España
Ministerio del Interior

Marlaska ‘castiga’ a los alumnos de la Guardia Civil a dormir en uniforme por el frío en Baeza

En los dormitorios se registran mínimas de hasta 8º C, lo que impide su descanso

El ministro del Interior, Fernando Grande-Marlaska, castiga a los alumnos de la Guardia Civil a dormir en uniforme por el frío y a duchas frías. Ha dado la voz de alarma este jueves la asociación de guardias civiles Jucil, denunciando el abandono de las academias de la Benemérita en Baeza (Jaén) y Aranjuez (Madrid).

«La falta de inversión estructural y el mantenimiento deficiente han convertido estas academias en escenarios de precariedad, donde los alumnos se ven obligados a soportar temperaturas extremas y carencias de servicios básicos en pleno invierno», critica esta asociación.

Este calvario lo vienen sufriendo en ambas academias desde su regreso de las vacaciones de Navidad, «sin las condiciones mínimas de habitabilidad». En la Academia de Baeza, el sistema de climatización sufre «averías constantes», lo que obliga a los guardias alumnos a pernoctar en dormitorios «con temperaturas inferiores a los 10ºC, con mínimas de hasta 8º C».

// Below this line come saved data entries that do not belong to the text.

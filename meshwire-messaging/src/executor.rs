//! Completion dispatch.
//!
//! Reply futures are completed through a caller-supplied executor so that
//! transport I/O tasks never run application code. The default runs the
//! completion inline; `SpawnExecutor` hands it to a tokio runtime.

use std::sync::Arc;
use tokio::runtime::Handle;

/// A unit of completion work.
pub type Task = Box<dyn FnOnce() + Send + 'static>;

/// An opaque sink for completion tasks.
pub trait Executor: Send + Sync {
    /// Runs or schedules a task. Returning `false` rejects it; the caller
    /// logs the rejection and the associated future is never completed.
    fn execute(&self, task: Task) -> bool;
}

/// Runs completion tasks inline on the delivering task.
#[derive(Debug, Clone, Copy, Default)]
pub struct DirectExecutor;

impl Executor for DirectExecutor {
    fn execute(&self, task: Task) -> bool {
        task();
        true
    }
}

/// Dispatches completion tasks onto a tokio runtime.
#[derive(Debug, Clone)]
pub struct SpawnExecutor {
    handle: Handle,
}

impl SpawnExecutor {
    pub fn new(handle: Handle) -> Self {
        Self { handle }
    }

    /// Binds to the runtime of the calling context.
    ///
    /// Panics outside a tokio runtime, like `Handle::current()`.
    pub fn current() -> Self {
        Self::new(Handle::current())
    }
}

impl Executor for SpawnExecutor {
    fn execute(&self, task: Task) -> bool {
        self.handle.spawn(async move { task() });
        true
    }
}

/// The default executor: completion runs inline.
pub fn direct() -> Arc<dyn Executor> {
    Arc::new(DirectExecutor)
}

#[cfg(test)]
mod tests {
    use super::*;
    use std::sync::atomic::{AtomicBool, Ordering};

    #[test]
    fn test_direct_runs_inline() {
        let ran = Arc::new(AtomicBool::new(false));
        let flag = ran.clone();
        assert!(DirectExecutor.execute(Box::new(move || flag.store(true, Ordering::SeqCst))));
        assert!(ran.load(Ordering::SeqCst));
    }

    #[tokio::test]
    async fn test_spawn_runs_on_runtime() {
        let (tx, rx) = tokio::sync::oneshot::channel();
        let executor = SpawnExecutor::current();
        assert!(executor.execute(Box::new(move || {
            let _ = tx.send(());
        })));
        rx.await.unwrap();
    }
}
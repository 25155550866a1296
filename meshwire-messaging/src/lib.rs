//! # meshwire-messaging
//!
//! Peer-to-peer TCP messaging transport for meshwire clusters.
//!
//! Every node is simultaneously a client and a server: it keeps a pool of
//! eight outbound channels per peer (selected by subject hash), correlates
//! requests to replies through per-connection callback tables, times
//! overdue requests out with a φ-accrual detector fed by per-subject reply
//! histories, and short-circuits self-addressed messages through an
//! in-process loopback path that never touches a socket.
//!
//! ```no_run
//! use bytes::Bytes;
//! use meshwire_messaging::{executor, Address, MessagingConfig, MessagingService};
//!
//! # async fn run() -> Result<(), meshwire_messaging::MessagingError> {
//! let node = MessagingService::new(
//!     "my-cluster",
//!     Address::new("127.0.0.1", 5000),
//!     MessagingConfig::default(),
//! );
//! node.register_handler("echo", |_sender, payload| payload, executor::direct());
//! node.start().await?;
//!
//! let peer = Address::new("127.0.0.1", 5001);
//! let reply = node
//!     .send_and_receive(peer, "echo", Bytes::from_static(b"ping"))
//!     .await?;
//! # drop(reply);
//! # Ok(())
//! # }
//! ```

mod callback;
mod channel;
pub mod config;
mod connection;
pub mod error;
pub mod executor;
mod handler;
mod pool;
pub mod service;
mod stream;
mod tls;

pub use config::{ConfigError, MessagingConfig, TlsConfig};
pub use error::MessagingError;
pub use executor::{DirectExecutor, Executor, SpawnExecutor};
pub use meshwire_protocol::Address;
pub use service::MessagingService;
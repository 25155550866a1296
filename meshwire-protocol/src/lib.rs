//! # meshwire-protocol
//!
//! Wire protocol for the meshwire cluster messaging transport.
//!
//! This crate provides:
//! - Request/Reply message envelopes and status codes
//! - The 6-byte connection handshake frame
//! - Versioned, length-delimited binary framing
//! - Streaming encoder/decoder bound to a negotiated version

pub mod codec;
pub mod error;
pub mod frame;
pub mod message;
pub mod version;

pub use codec::{Decoder, Encoder};
pub use error::ProtocolError;
pub use frame::{Handshake, HANDSHAKE_LEN};
pub use message::{Address, ProtocolMessage, Reply, Request, Status};
pub use version::ProtocolVersion;

/// Maximum message payload size (16 MiB).
pub const MAX_PAYLOAD_SIZE: usize = 16 * 1024 * 1024;

/// Computes a stable 32-bit hash of a string.
///
/// Both sides of a connection derive the handshake preamble from the cluster
/// name with this function, and the channel pool derives slot offsets from
/// subjects with it, so it must produce identical values on every peer. It is
/// the classic 31-based polynomial over the UTF-8 bytes with wrapping
/// arithmetic; do not change it without a protocol version bump.
pub fn hash32(s: &str) -> i32 {
    let mut h: i32 = 0;
    for b in s.bytes() {
        h = h.wrapping_mul(31).wrapping_add(b as i32);
    }
    h
}

#[cfg(test)]
mod tests {
    use super::*;

    #[test]
    fn test_hash32_deterministic() {
        assert_eq!(hash32("cluster-a"), hash32("cluster-a"));
        assert_ne!(hash32("cluster-a"), hash32("cluster-b"));
        assert_eq!(hash32(""), 0);
    }

    #[test]
    fn test_hash32_known_values() {
        // Pinned so an accidental change to the hash shows up in CI rather
        // than as a cross-version handshake failure.
        assert_eq!(hash32("a"), 97);
        assert_eq!(hash32("ab"), 97 * 31 + 98);
    }

    #[test]
    fn test_hash32_spreads_modulo_pool_size() {
        // Single-letter subjects land in distinct slots of an 8-wide pool.
        let offsets: std::collections::HashSet<i32> = ["a", "b", "c", "d", "e", "f", "g", "h"]
            .iter()
            .map(|s| (hash32(s) % 8).abs())
            .collect();
        assert_eq!(offsets.len(), 8);
    }
}
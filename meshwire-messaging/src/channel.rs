//! A connected socket endpoint with its negotiated codec.

use crate::error::MessagingError;
use crate::stream::MaybeTlsStream;
use meshwire_protocol::{Encoder, ProtocolMessage, ProtocolVersion};
use std::net::SocketAddr;
use std::sync::atomic::{AtomicBool, Ordering};
use tokio::io::{AsyncWriteExt, WriteHalf};
use tokio::sync::Mutex;

/// One end of an established, handshaken connection.
///
/// The read half lives in the channel's reader task; the channel itself owns
/// the write half behind a lock, so frames from concurrent senders are
/// written whole and in FIFO order.
pub(crate) struct Channel {
    id: u64,
    peer: SocketAddr,
    encoder: Encoder,
    writer: Mutex<WriteHalf<MaybeTlsStream>>,
    active: AtomicBool,
}

impl Channel {
    pub fn new(
        id: u64,
        peer: SocketAddr,
        version: ProtocolVersion,
        writer: WriteHalf<MaybeTlsStream>,
    ) -> Self {
        Self {
            id,
            peer,
            encoder: Encoder::new(version),
            writer: Mutex::new(writer),
            active: AtomicBool::new(true),
        }
    }

    pub fn id(&self) -> u64 {
        self.id
    }

    pub fn peer(&self) -> SocketAddr {
        self.peer
    }

    pub fn version(&self) -> ProtocolVersion {
        self.encoder.version()
    }

    pub fn is_active(&self) -> bool {
        self.active.load(Ordering::SeqCst)
    }

    /// Encodes and writes one message frame.
    pub async fn write_message(&self, message: &ProtocolMessage) -> Result<(), MessagingError> {
        if !self.is_active() {
            return Err(MessagingError::ConnectionClosed);
        }
        let frame = self.encoder.encode(message)?;
        let mut writer = self.writer.lock().await;
        writer.write_all(&frame).await?;
        Ok(())
    }

    /// Shuts the socket down. Idempotent.
    pub async fn close(&self) {
        if self.active.swap(false, Ordering::SeqCst) {
            let mut writer = self.writer.lock().await;
            let _ = writer.shutdown().await;
        }
    }
}

impl std::fmt::Debug for Channel {
    fn fmt(&self, f: &mut std::fmt::Formatter<'_>) -> std::fmt::Result {
        f.debug_struct("Channel")
            .field("id", &self.id)
            .field("peer", &self.peer)
            .field("version", &self.version())
            .field("active", &self.is_active())
            .finish()
    }
}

Los dormitorios parecen frigoríficos

«Las camaretas son auténticos frigoríficos», critica Jucil, indicando que la situación es de tal gravedad que los alumnos «deben dormir con el uniforme puesto». Además, han de utilizar mantas y bolsas de agua caliente «para intentar un descanso que resulta imposible en estas condiciones».

Por otro lado, «la limitación eléctrica es total». Los enchufes sólo permiten la carga de teléfonos móviles, encontrándose desactivados para cualquier otro uso, lo que impide la conexión de radiadores para calentar las estancias.

Jucil ya ha denunciado esta situación ante la Dirección General exigiendo la reparación urgente de la climatización y el agua caliente sanitaria, así como la dotación de sistemas portátiles mientras duren las obras. «Las instalaciones de Baeza son tan antiguas que ya no admiten reparaciones puntuales de averías. Se necesita una reforma integral profunda que adapte el centro a los estándares de seguridad y salud del siglo XXI», apunta.

Duchas frías desde hace un mes

Por su parte, en la Academia de oficiales de Aranjuez, los alumnos sufren la falta de agua caliente desde el pasado mes de diciembre. «Tras denegarse la compra de una caldera nueva, el centro se enfrenta a un proceso de licitación de urgencia que dejará a los futuros oficiales sin servicio básico durante al menos seis semanas más», detalla esta asociación de guardias civiles.

Así las cosas, en pleno enero en Madrid y tras haber regresado de vacaciones en mitad de episodios de nieve y temperaturas de 2ºC, los alumnos se ven obligados a ducharse con agua fría tras sus jornadas de instrucción y deporte.

«La alternativa planteada es la de desplazarse al polideportivo, pero se ha revelado totalmente insuficiente, pues implica salir de las habitaciones a la intemperie para llegar a unas instalaciones con apenas ocho duchas para grupos de 50 o más alumnos, a lo que hay que sumar la falta material de tiempo para ello dentro de su estricto horario académico», expone.

Además, indica que «ante tal desproporción y la rigidez de los horarios, el agua caliente del gimnasio se agota de inmediato, obligando a muchos a regresar a las camaretas para ducharse con agua gélida».

Frente a este escenario, Jucil ha reclamado formalmente que se autorice la teleformación desde sus domicilios hasta que la avería sea solventada.

Jucil hace hincapié en que la responsabilidad de esta situación recae directamente «en los estamentos superiores de la Dirección General, que año tras año ignoran la necesidad de partidas presupuestarias ambiciosas para infraestructuras».

Por el contrario, la asociación agradece la implicación de los mandos de ambas academias, tanto al coronel jefe en Baeza como al teniente coronel de Aranjuez, ya que «ambos están tratando de gestionar este caos con los escasos medios que tienen a su alcance, buscando alternativas y flexibilidad dentro de sus competencias para paliar el sufrimiento de los alumnos, a pesar de las limitaciones impuestas por una burocracia ajena a la realidad del día a día en los centros».

Jucil exige, amparándose en la Ley de Prevención de Riesgos Laborales y el Real Decreto 179/2005, que «se pase de la política de los parches a una verdadera renovación». «No se puede exigir excelencia en la formación a quienes se les niega el derecho a una ducha caliente o a un descanso digno por encima de los límites legales establecidos de 17ºC. La seguridad y salud de los guardias civiles no puede seguir siendo la variable de ajuste de unos presupuestos insuficientes», concluye.